In less than a week, two survivors of the Parkland High School terrorist attack took their own lives, because this is what we deem to be the price of the Second Amendment.
After a second Parkland shooting survivor died by suicide in a week’s span, Florida’s emergency chief is calling for the state Legislature to dispatch more mental health resources for the Marjory Stoneman Douglas High School community.
On Saturday night, a Parkland sophomore took his own life, according to Coral Springs police. A week before, a former student whose best friend died in last year’s massacre took her life.

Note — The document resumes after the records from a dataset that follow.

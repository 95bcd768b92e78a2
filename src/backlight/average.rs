/// Fixed-point scale of the accumulator. Each new sample gets a weight of
/// `1 / SCALE`.
pub const SCALE: i32 = 8;

/// Exponential moving average in integer arithmetic.
///
/// The accumulator holds the average multiplied by [`SCALE`], so no
/// floating point is needed and the result is rounded to the nearest
/// integer. With a constant input the output settles within ±1 of it.
#[derive(Debug, Clone, Copy, Default, PartialEq, Eq)]
#[cfg_attr(feature = "defmt", derive(defmt::Format))]
pub struct ExpAverage {
    acc: i32,
}

impl ExpAverage {
    pub const fn new() -> Self {
        Self { acc: 0 }
    }

    /// Drop all history; the next sample is averaged against zero.
    pub fn reset(&mut self) {
        self.acc = 0;
    }

    /// Feed one sample and return the new average.
    pub fn update(&mut self, sample: u16) -> u16 {
        let half = SCALE / 2;
        self.acc += (i32::from(sample) * SCALE - self.acc + half) / SCALE;
        self.value()
    }

    /// Current average without feeding a sample.
    pub fn value(&self) -> u16 {
        ((self.acc + SCALE / 2) / SCALE).clamp(0, i32::from(u16::MAX)) as u16
    }
}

“Now is the time for the Florida Legislature to help,” said Jared Moskowitz, Florida’s emergency management director and a former state representative from Parkland.
“Mental health is a bipartisan issue,” he posted on Twitter.
Meanwhile, local leaders are taking steps of their own.
On Sunday afternoon, more than 60 school, county, city, child services and law enforcement officials, as well as mental health specialists, teachers and parents, met for an emergency meeting.
Parents who attended the meeting said the Broward County School Superintendent’s Office is working to reach every parent in the district via text, email, social media and robo calls.
“They will be asking parents to take this issue seriously,” said Ryan Petty, father of Alaina Petty, a 14-year-old freshman who was one of 17 people murdered on Feb. 14. 2018. “Parents cannot be afraid to ask their kids the tough questions.”
Petty said the school district will be giving parents the “Columbia Protocol,” a set of six questions to ask their children. Based on their answers, they will be given several emergency resource options. Several nonprofits are also dispatching therapy groups that will offer free services.
“During the Spring break, I encourage you to take time to speak with your children every day. Dinners are a great time for family conversation,” said Superintendent Robert Runcie. “We need to remove the stigma from talking about suicide.”
I've been in the depths of despair to the point where I've considered hurting myself. We've all had dark thoughts once in a while, and it's important to know that there is help out there. A friend of mine saved me from acting precipitously on those thoughts back then and I'll always be grateful to him.
But to go through the awful trauma of a mass school shooting and to live to see your country rise up in sheer hatred against you for saying "this is wrong"?
Nobody should have to go through that.